“Junto a uma estação de purificação de água que tínhamos numa vila, um menino, o Paulo, ia buscar água com uma garrafinha de meio de litro que estava rota. Tentei tirar-lhe a garrafa e ele agarrou-se a ela como se fosse a última coisa do mundo, porque não tinha mais nada para beber água.”
Carlos Guerra, comandante distrital operacional de Leiria, integrou a missão humanitária portuguesa da Protecção Civil em Moçambique, para ajudar a população que sofreu com a passagem do ciclone Idaí. E foram as pequenas histórias que mais o marcaram.
Inicialmente como adjunto de Pedro Nunes,Carlos Guerra assumiu o comando da missão, após a partida do comandante, durante oito dias. A falta de água foi uma das situações que mais o impressionou, até porque constatou crianças a beberem a água suja de poças à beira da estrada e de rios.
“Por mais que estejamos habituados a estas situações ninguém fica indiferente a ver estas necessidades e a pobreza extrema. Há, sobretudo, um sentimento de impotência. Perguntamo- nos: o que posso fazer mais para ajudar?”, constata o comandante, revelando que o principal perigo que enfrentaram foi a epidemiologia relacionada com a malária e com a cólera.
Antes de partirem os quase 100 elementos que constituíram a Força Operacional Conjunta levavam consigo a informação do que iriam encontrar, tendo em conta também o histórico de outras cheias em Moçambique.

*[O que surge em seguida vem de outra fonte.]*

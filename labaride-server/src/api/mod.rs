//! API routes for labaride-server

pub mod auth;
pub mod catalog;
pub mod health;
pub mod notifications;
pub mod orders;
pub mod shops;
pub mod users;
pub mod ws;

use axum::routing::{get, post, put};
use axum::{Router, middleware};
use shared::error::AppError;
use shared::models::Shop;
use tower_http::cors::CorsLayer;
use tower_http::trace::TraceLayer;

use crate::auth::UserIdentity;
use crate::auth::rate_limit::{login_rate_limit, signup_rate_limit};
use crate::auth::user_auth_middleware;
use crate::db;
use crate::error::ServiceResult;
use crate::state::AppState;

/// Create the combined router
pub fn create_router(state: AppState) -> Router {
    // Login/signup (rate limited per client IP)
    let login = Router::new()
        .route("/login", post(auth::login))
        .route_layer(middleware::from_fn_with_state(state.clone(), login_rate_limit));
    let signup = Router::new()
        .route("/signup", post(auth::signup))
        .route_layer(middleware::from_fn_with_state(state.clone(), signup_rate_limit));

    // Public (no auth)
    let public = Router::new()
        .route("/health", get(health::health_check))
        .route("/test-connection", get(health::test_connection))
        .route("/verify_token", post(auth::verify_token))
        .route("/shops", get(shops::list_shops))
        .route("/shops/recent", get(shops::recent_shops))
        // Token travels as ?token= (browsers cannot set headers on upgrade)
        .route("/ws", get(ws::handle_ws));

    // Bearer token required
    let protected = Router::new()
        // Users
        .route("/user/{user_id}", get(users::get_user))
        .route("/user/{user_id}/has_shop", get(users::has_shop))
        .route("/update_user_details/{user_id}", put(users::update_details))
        .route("/update_password/{user_id}", put(users::update_password))
        .route("/delete_account/{user_id}", axum::routing::delete(users::delete_account))
        // Shops
        .route("/register_shop/{user_id}", post(shops::register_shop))
        .route("/shop/{shop_id}", get(shops::get_shop).put(shops::update_shop))
        // Catalog
        .route("/shop/services", get(catalog::all_services))
        .route("/shop/items", get(catalog::all_household_items))
        .route("/shop/{shop_id}/services", get(catalog::list_services))
        .route("/shop/{shop_id}/service", post(catalog::create_service))
        .route(
            "/shop/service/{service_id}",
            put(catalog::update_service).delete(catalog::delete_service),
        )
        .route(
            "/shop/{shop_id}/household",
            get(catalog::list_household_items).post(catalog::create_household_item),
        )
        .route("/shop/household/{item_id}", put(catalog::update_household_price))
        .route(
            "/shop/{shop_id}/clothing",
            get(catalog::list_clothing_types).post(catalog::create_clothing_type),
        )
        .route("/shop/clothing/{type_id}", put(catalog::update_clothing_price))
        .route("/shop/{shop_id}/kilo-prices", get(catalog::list_kilo_prices))
        .route(
            "/shop/{shop_id}/kilo-price",
            post(catalog::create_kilo_price).delete(catalog::delete_kilo_price),
        )
        // Orders
        .route("/create_transaction/{user_id}", post(orders::create_transaction))
        .route("/transaction/{transaction_id}", get(orders::get_transaction))
        .route("/user_transactions/{user_id}", get(orders::user_transactions))
        .route("/shop_transactions/{shop_id}", get(orders::shop_transactions))
        .route("/api/orders", get(orders::query_orders))
        .route("/api/orders/{order_id}/set_price", put(orders::set_price))
        .route("/api/orders/{order_id}/decline", put(orders::decline))
        .route(
            "/update_transaction_status/{transaction_id}",
            put(orders::update_status),
        )
        .route("/cancel_transaction/{transaction_id}", put(orders::cancel))
        // Notifications
        .route("/api/notifications/{user_id}", get(notifications::list))
        .route(
            "/api/notifications/{notification_id}/read",
            put(notifications::mark_read),
        )
        .route_layer(middleware::from_fn_with_state(
            state.clone(),
            user_auth_middleware,
        ));

    Router::new()
        .merge(public)
        .merge(login)
        .merge(signup)
        .merge(protected)
        .layer(TraceLayer::new_for_http())
        .layer(CorsLayer::permissive())
        .with_state(state)
}

/// Non-blank trimmed value of a required field
pub(crate) fn required<'a>(value: Option<&'a str>, field: &str) -> Result<&'a str, AppError> {
    value
        .map(str::trim)
        .filter(|v| !v.is_empty())
        .ok_or_else(|| AppError::required(field))
}

/// Load a shop and check the caller owns it
pub(crate) async fn owned_shop(
    state: &AppState,
    shop_id: i64,
    identity: &UserIdentity,
) -> ServiceResult<Shop> {
    let shop = db::shops::find_by_id(&state.pool, shop_id)
        .await?
        .ok_or_else(|| AppError::new(shared::ErrorCode::ShopNotFound))?;
    if shop.user_id != identity.user_id {
        return Err(AppError::forbidden("You do not own this shop").into());
    }
    Ok(shop)
}

#[cfg(test)]
mod tests {
    use super::*;
    use crate::config::Config;
    use axum::body::Body;
    use axum::http::{Request, StatusCode};
    use sqlx::postgres::PgPoolOptions;
    use std::time::Duration;
    use tower::ServiceExt;

    const SECRET: &str = "router-test-secret";

    /// Router over a pool that never connects; only DB-free paths are exercised
    fn app() -> Router {
        let config = Config {
            database_url: "postgres://labaride@localhost/labaride_test".into(),
            http_port: 0,
            environment: "test".into(),
            jwt_secret: SECRET.into(),
            jwt_expiry_hours: 1,
            db_max_connections: 1,
            db_timeout: Duration::from_millis(50),
            db_retries: 0,
            ws_session_buffer: 8,
        };
        let pool = PgPoolOptions::new()
            .acquire_timeout(config.db_timeout)
            .connect_lazy(&config.database_url)
            .unwrap();
        create_router(AppState::with_pool(pool, &config))
    }

    async fn body_json(response: axum::response::Response) -> serde_json::Value {
        let bytes = axum::body::to_bytes(response.into_body(), usize::MAX)
            .await
            .unwrap();
        serde_json::from_slice(&bytes).unwrap()
    }

    #[test]
    fn required_trims_and_names_the_field() {
        assert_eq!(required(Some("  Ana "), "name").unwrap(), "Ana");
        let err = required(Some("   "), "name").unwrap_err();
        assert_eq!(err.code, shared::ErrorCode::RequiredField);
        assert_eq!(err.message, "Missing name");
        let err = required(None, "email").unwrap_err();
        assert_eq!(err.details.unwrap()["field"], "email");
    }

    #[tokio::test]
    async fn health_is_public() {
        let response = app()
            .oneshot(Request::get("/health").body(Body::empty()).unwrap())
            .await
            .unwrap();
        assert_eq!(response.status(), StatusCode::OK);
        let body = body_json(response).await;
        assert_eq!(body["status"], "ok");
        assert_eq!(body["service"], "labaride-server");
    }

    #[tokio::test]
    async fn protected_routes_need_a_token() {
        let response = app()
            .oneshot(Request::get("/user/5").body(Body::empty()).unwrap())
            .await
            .unwrap();
        assert_eq!(response.status(), StatusCode::UNAUTHORIZED);
        let body = body_json(response).await;
        assert_eq!(body["code"], shared::ErrorCode::NotAuthenticated.code());
    }

    #[tokio::test]
    async fn foreign_token_is_rejected() {
        let token = crate::auth::create_token(5, "ana@example.com", "other-secret", 1).unwrap();
        let response = app()
            .oneshot(
                Request::put("/api/orders/1/decline")
                    .header("authorization", format!("Bearer {token}"))
                    .body(Body::empty())
                    .unwrap(),
            )
            .await
            .unwrap();
        assert_eq!(response.status(), StatusCode::UNAUTHORIZED);
    }

    #[tokio::test]
    async fn other_users_account_is_forbidden() {
        let token = crate::auth::create_token(5, "ana@example.com", SECRET, 1).unwrap();
        let response = app()
            .oneshot(
                Request::get("/user/6")
                    .header("authorization", format!("Bearer {token}"))
                    .body(Body::empty())
                    .unwrap(),
            )
            .await
            .unwrap();
        assert_eq!(response.status(), StatusCode::FORBIDDEN);
    }

    #[tokio::test]
    async fn verify_token_reports_identity() {
        let token = crate::auth::create_token(5, "ana@example.com", SECRET, 1).unwrap();
        let response = app()
            .oneshot(
                Request::post("/verify_token")
                    .header("authorization", format!("Bearer {token}"))
                    .body(Body::empty())
                    .unwrap(),
            )
            .await
            .unwrap();
        assert_eq!(response.status(), StatusCode::OK);
        let body = body_json(response).await;
        assert_eq!(body["valid"], true);
        assert_eq!(body["user_id"], 5);
        assert_eq!(body["email"], "ana@example.com");
    }

    #[tokio::test]
    async fn signup_validates_before_touching_the_database() {
        let response = app()
            .oneshot(
                Request::post("/signup")
                    .header("content-type", "application/json")
                    .body(Body::from(r#"{"name": "Ana", "email": "ana@example.com"}"#))
                    .unwrap(),
            )
            .await
            .unwrap();
        assert_eq!(response.status(), StatusCode::BAD_REQUEST);
        let body = body_json(response).await;
        assert_eq!(body["details"]["field"], "password");
    }
}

“Havia uma grande necessidade de socorro, nomeadamente, [LER_MAIS] de levar até aos pontos mais recônditos alguns víveres de primeira necessidade e também medicamentos. Uma situação que nos foi colocada logo dentro da própria cidade da Beira foi a necessidade de desobstrução das principais vias, causada pela queda de árvores de grande porte.”
Depois de perceberem junto das autoridades locais qual a maior necessidade, iniciaram as missões de transporte por via marítima para levar medicamentos e a alimentação aos locais indicados pelas autoridades moçambicanas. A falta de comunicações e de combustível foram problemas que enfrentaram à chegada.
“Tínhamos dificuldade nos contactos, por falta de rede de comunicações móvel, quer GSM quer de rádio. Tivemos de montar a nossa própria rede de comunicações e ultrapassámos o problema dos combustíveis com o apoio de uma empresa portuguesa”, relata Carlos Guerra, elogiando a ajuda “inexcedível” da comunidade nacional residente na Beira, que disponibilizou recursos materiais e humanos à missão portuguesa.
O comandante realça a “resiliência do povo moçambicano”, que no dia seguinte pôs “mãos à obra”. “O lema era: vamos enterrar os mortos e cuidar dos vivos.”
Vida ligada à Protecção Civil
Carlos Guerra, 60 anos, é licenciado em Proteção Civil III, tendo no seu percurso várias formações ligadas aos bombeiros e protecção civil.
Foi adjunto de Operações Nacional, segundo comandante operacional distrital de Leiria, comandante do Corpo de Bombeiros da Benedita, entre outros cargos ligados aos bombeiros.
Anteriormente, tinha integrado uma missão a Moçambique para a criação de um corpo de bombeiros, no âmbito da Liga dos Bombeiros Portugueses, e à Ilha do Fogo, em Cabo Verde, quando o vulcão entrou em erupção.
“Mas neste caso foi para entrega de ambulâncias. Agora, esta missão quer em termos de duração e de impacto com a população teve outro impacto.”